Topics of interest for PEPM'07 include, but are not limited to:
- Program and model manipulation techniques such as transformations driven by rules, patterns, or analyses, partial evaluation, specialization, slicing, symbolic execution, refactoring, aspect weaving, decompilation, and obfuscation.
- Program analysis techniques that are used to drive program/model manipulation such as abstract interpretation, static analysis, binding-time analysis, dynamic analysis, constraint solving, and type systems.
- Analysis and transformation for programs/models with advanced features such as objects, generics, ownership types, aspects, reflection, XML type systems, component frameworks, and middleware.
- Techniques that treat programs/models as data objects including meta-programming, generative programming, staged computation, and model-driven program generation and transformation.
- Application of the above techniques including experimental studies, engineering needed for scalability, and benchmarking. Examples of application domains include legacy program understanding and transformation, domain-specific language implementations, scientific computing, middleware frameworks and infrastructure needed for distributed and web-based applications.

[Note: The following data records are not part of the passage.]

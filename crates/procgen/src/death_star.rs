//! Battle station scenery: a panelled sphere with an equatorial trench, a concave superlaser
//! dish, and surface towers.
//!
//! Generation is fully deterministic in `DeathStarConfig::seed`.

use glam::{Quat, Vec3};
use noise::{NoiseFn, Perlin};
use rand::prelude::*;
use std::f32::consts::{FRAC_PI_2, PI, TAU};

/// Derive a noise seed from a base seed and an offset.
fn deterministic_noise_seed(seed: u64, offset: u64) -> u32 {
    ((seed.wrapping_add(offset))
        .wrapping_mul(0x9e3779b97f4a7c15_u64)
        .wrapping_add(offset.wrapping_mul(0x6c078965_u64))
        >> 32) as u32
}

/// Vertex for the station hull (per-vertex panel colour).
#[derive(Debug, Clone, Copy, PartialEq)]
pub struct SurfaceVertex {
    pub position: [f32; 3],
    pub normal: [f32; 3],
    pub color: [f32; 4],
}

/// Configuration for station generation.
#[derive(Debug, Clone)]
pub struct DeathStarConfig {
    pub seed: u64,
    /// Hull radius in world units.
    pub radius: f32,
    /// Longitude segments.
    pub segments: u32,
    /// Latitude rings.
    pub rings: u32,
    /// Panel grid resolution (longitude, latitude).
    pub panels: (u32, u32),
    /// Half-width of the equatorial trench, radians of latitude.
    pub trench_half_width: f32,
    /// Trench depth as a fraction of the radius.
    pub trench_depth: f32,
    /// Dish centre as (latitude, longitude) in radians.
    pub dish_center: (f32, f32),
    /// Dish angular radius.
    pub dish_radius: f32,
    /// Dish depth at its centre, fraction of the radius.
    pub dish_depth: f32,
    pub tower_count: u32,
    /// Spin about the station's Y axis, radians per second.
    pub spin_rate: f32,
    /// Station centre in world space.
    pub center: Vec3,
}

impl Default for DeathStarConfig {
    fn default() -> Self {
        Self {
            seed: 1977,
            radius: 120.0,
            segments: 128,
            rings: 96,
            panels: (64, 32),
            trench_half_width: 0.02,
            trench_depth: 0.025,
            dish_center: (0.55, 0.9),
            dish_radius: 0.28,
            dish_depth: 0.08,
            tower_count: 48,
            spin_rate: 0.01,
            center: Vec3::new(-150.0, 60.0, -600.0),
        }
    }
}

/// A surface tower, in station-local space.
#[derive(Debug, Clone, Copy, PartialEq)]
pub struct Tower {
    /// Base position on the hull.
    pub base: Vec3,
    /// Outward unit direction.
    pub up: Vec3,
    pub height: f32,
    pub width: f32,
}

/// Generated hull mesh.
#[derive(Debug, Clone)]
pub struct DeathStarMesh {
    pub vertices: Vec<SurfaceVertex>,
    pub indices: Vec<u32>,
}

/// The generated station plus its slow spin.
#[derive(Debug, Clone)]
pub struct DeathStar {
    pub config: DeathStarConfig,
    pub mesh: DeathStarMesh,
    pub towers: Vec<Tower>,
    spin: f32,
}

/// Which surface feature a direction falls on.
#[derive(Debug, Clone, Copy, PartialEq, Eq)]
pub enum SurfaceFeature {
    Hull,
    Trench,
    Dish,
}

impl DeathStar {
    pub fn generate(config: DeathStarConfig) -> Self {
        let mesh = generate_hull(&config);
        let towers = generate_towers(&config);
        log::info!(
            "Death Star: radius {}, {} vertices, {} towers (seed {})",
            config.radius,
            mesh.vertices.len(),
            towers.len(),
            config.seed
        );
        Self {
            config,
            mesh,
            towers,
            spin: 0.0,
        }
    }

    pub fn update(&mut self, dt: f32) {
        self.spin = (self.spin + self.config.spin_rate * dt) % TAU;
    }

    pub fn spin(&self) -> f32 {
        self.spin
    }

    /// Station orientation in world space.
    pub fn rotation(&self) -> Quat {
        Quat::from_rotation_y(self.spin)
    }

    /// Classify a unit direction (station-local).
    pub fn feature_at(&self, dir: Vec3) -> SurfaceFeature {
        classify(&self.config, dir)
    }
}

fn dish_axis(config: &DeathStarConfig) -> Vec3 {
    let (lat, lon) = config.dish_center;
    direction(FRAC_PI_2 - lat, lon)
}

/// Unit direction from polar angle `phi` (0 at +Y) and longitude `theta`.
fn direction(phi: f32, theta: f32) -> Vec3 {
    Vec3::new(phi.sin() * theta.cos(), phi.cos(), phi.sin() * theta.sin())
}

fn classify(config: &DeathStarConfig, dir: Vec3) -> SurfaceFeature {
    let angle_to_dish = dir.dot(dish_axis(config)).clamp(-1.0, 1.0).acos();
    if angle_to_dish < config.dish_radius {
        return SurfaceFeature::Dish;
    }
    let latitude = dir.y.clamp(-1.0, 1.0).asin();
    if latitude.abs() < config.trench_half_width {
        SurfaceFeature::Trench
    } else {
        SurfaceFeature::Hull
    }
}

/// Hull radius along `dir`, with the trench and dish cut in.
fn surface_radius(config: &DeathStarConfig, dir: Vec3) -> f32 {
    match classify(config, dir) {
        SurfaceFeature::Hull => config.radius,
        SurfaceFeature::Trench => config.radius * (1.0 - config.trench_depth),
        SurfaceFeature::Dish => {
            let angle = dir.dot(dish_axis(config)).clamp(-1.0, 1.0).acos();
            let t = angle / config.dish_radius;
            config.radius * (1.0 - config.dish_depth * (1.0 - t * t))
        }
    }
}

fn generate_hull(config: &DeathStarConfig) -> DeathStarMesh {
    let perlin = Perlin::new(deterministic_noise_seed(config.seed, 0));
    let segments = config.segments.max(3);
    let rings = config.rings.max(2);
    let (panels_lon, panels_lat) = (config.panels.0.max(1), config.panels.1.max(1));

    let mut vertices = Vec::with_capacity(((rings + 1) * (segments + 1)) as usize);
    for ring in 0..=rings {
        let v = ring as f32 / rings as f32;
        let phi = v * PI;
        for seg in 0..=segments {
            let u = seg as f32 / segments as f32;
            let theta = u * TAU;
            let dir = direction(phi, theta);
            let position = dir * surface_radius(config, dir);

            // One grey per panel, sampled at the panel's grid cell
            let pu = (u * panels_lon as f32).floor().min(panels_lon as f32 - 1.0);
            let pv = (v * panels_lat as f32).floor().min(panels_lat as f32 - 1.0);
            let n = perlin.get([pu as f64 * 0.37, pv as f64 * 0.37, 0.5]) as f32;
            let grey = match classify(config, dir) {
                SurfaceFeature::Hull => 0.55 + 0.12 * n,
                SurfaceFeature::Trench => 0.22 + 0.05 * n,
                SurfaceFeature::Dish => 0.38 + 0.04 * n,
            };
            vertices.push(SurfaceVertex {
                position: position.to_array(),
                normal: [0.0; 3],
                color: [grey, grey, grey * 1.03, 1.0],
            });
        }
    }

    let stride = segments + 1;
    let mut indices = Vec::with_capacity((rings * segments * 6) as usize);
    for ring in 0..rings {
        for seg in 0..segments {
            let current = ring * stride + seg;
            let next = current + stride;
            indices.extend_from_slice(&[current, next, current + 1, current + 1, next, next + 1]);
        }
    }

    compute_normals(&mut vertices, &indices);
    DeathStarMesh { vertices, indices }
}

/// Area-weighted face normals accumulated per vertex, flipped to face outward.
fn compute_normals(vertices: &mut [SurfaceVertex], indices: &[u32]) {
    let mut accum = vec![Vec3::ZERO; vertices.len()];
    for tri in indices.chunks_exact(3) {
        let [a, b, c] = [tri[0] as usize, tri[1] as usize, tri[2] as usize];
        let pa = Vec3::from(vertices[a].position);
        let pb = Vec3::from(vertices[b].position);
        let pc = Vec3::from(vertices[c].position);
        let face = (pb - pa).cross(pc - pa);
        accum[a] += face;
        accum[b] += face;
        accum[c] += face;
    }
    for (vertex, n) in vertices.iter_mut().zip(accum) {
        let radial = Vec3::from(vertex.position).normalize_or(Vec3::Y);
        let mut normal = n.normalize_or(radial);
        if normal.dot(radial) < 0.0 {
            normal = -normal;
        }
        vertex.normal = normal.to_array();
    }
}

fn generate_towers(config: &DeathStarConfig) -> Vec<Tower> {
    let mut rng = StdRng::seed_from_u64(config.seed ^ 0x70_7E_25);
    let mut towers = Vec::with_capacity(config.tower_count as usize);
    // Rejection-sample hull positions; bounded so a hull that is all trench cannot spin forever
    let mut attempts = 0;
    while towers.len() < config.tower_count as usize && attempts < config.tower_count * 50 {
        attempts += 1;
        let z: f32 = rng.gen_range(-1.0..1.0);
        let theta: f32 = rng.gen_range(0.0..TAU);
        let r = (1.0 - z * z).sqrt();
        let up = Vec3::new(r * theta.cos(), z, r * theta.sin());
        if classify(config, up) != SurfaceFeature::Hull {
            continue;
        }
        towers.push(Tower {
            base: up * config.radius,
            up,
            height: config.radius * rng.gen_range(0.006..0.022),
            width: config.radius * rng.gen_range(0.004..0.01),
        });
    }
    towers
}

#[cfg(test)]
mod tests {
    use super::*;

    fn small() -> DeathStarConfig {
        DeathStarConfig {
            segments: 48,
            rings: 32,
            tower_count: 12,
            ..Default::default()
        }
    }

    #[test]
    fn same_seed_same_station() {
        let a = DeathStar::generate(small());
        let b = DeathStar::generate(small());
        assert_eq!(a.mesh.vertices, b.mesh.vertices);
        assert_eq!(a.towers, b.towers);
    }

    #[test]
    fn different_seeds_change_the_panels() {
        let a = DeathStar::generate(small());
        let b = DeathStar::generate(DeathStarConfig { seed: 42, ..small() });
        assert_ne!(a.mesh.vertices, b.mesh.vertices);
    }

    #[test]
    fn mesh_is_well_formed() {
        let config = small();
        let station = DeathStar::generate(config.clone());
        let expected = ((config.rings + 1) * (config.segments + 1)) as usize;
        assert_eq!(station.mesh.vertices.len(), expected);
        assert_eq!(station.mesh.indices.len() % 3, 0);
        assert!(station.mesh.indices.iter().all(|&i| (i as usize) < expected));
        for v in &station.mesh.vertices {
            let n = Vec3::from(v.normal);
            assert!((n.length() - 1.0).abs() < 1e-3);
            assert!(n.dot(Vec3::from(v.position)) > 0.0 || Vec3::from(v.position).length() < 1e-3);
        }
    }

    #[test]
    fn trench_and_dish_are_recessed() {
        let config = small();
        let equator = Vec3::new(0.0, 0.0, -1.0);
        assert_eq!(classify(&config, equator), SurfaceFeature::Trench);
        assert!(surface_radius(&config, equator) < config.radius);

        let dish = dish_axis(&config);
        assert_eq!(classify(&config, dish), SurfaceFeature::Dish);
        let depth = config.radius - surface_radius(&config, dish);
        assert!((depth - config.radius * config.dish_depth).abs() < 1e-3);
    }

    #[test]
    fn towers_stand_on_plain_hull() {
        let station = DeathStar::generate(small());
        assert_eq!(station.towers.len(), 12);
        for tower in &station.towers {
            assert_eq!(station.feature_at(tower.up), SurfaceFeature::Hull);
            assert!((tower.base.length() - station.config.radius).abs() < 1e-2);
            assert!(tower.height > 0.0);
        }
    }

    #[test]
    fn spin_wraps_at_full_turn() {
        let mut station = DeathStar::generate(small());
        station.update(1000.0);
        assert!(station.spin() >= 0.0 && station.spin() < TAU);
    }
}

We especially encourage papers that break new ground including
descriptions of how program/model manipulation tools can be integrated
into realistic software development processes, descriptions of robust
tools capable of effectively handling realistic applications, and new
areas of application such as rapidly evolving systems, distributed and
webbased programming including middleware manipulation, model-driven
development, and on-the-fly program adaptation driven by run-time or
statistical analysis.
Submission Categories, Guidelines, and Proceedings
Regular Research Papers must not exceed 10 pages in ACM Proceedings style. Tool demonstration papers must not exceed 4 pages in ACM Proceedings style, and authors will be expected to present a live demonstration of the described tool at the workshop. Suggested topics, evaluation criteria, and writing guidelines for both research tool demonstration papers will be made available on the PEPM'06 Web-site. Papers should be submitted electronically via the workshop web site. We plan to publish the workshop proceedings in the ACM Digital Library (approval pending) and selected papers will be invited for a journal special issue dedicated to PEPM'07.
Important Dates
- Abstracts due: Fri, October 12, 2007
- Submission: Wed, October 17, 2007, 23:59, Apia time
- Notification: Mon, November 12, 2007
- Camera-ready: Wed, November 28, 2007
- Workshop: Mon-Tue, January 7-8, 2008
Organization
Program Chairs
Program Committee Members
- Kenichi Asai (Ochanomizu University, Japan)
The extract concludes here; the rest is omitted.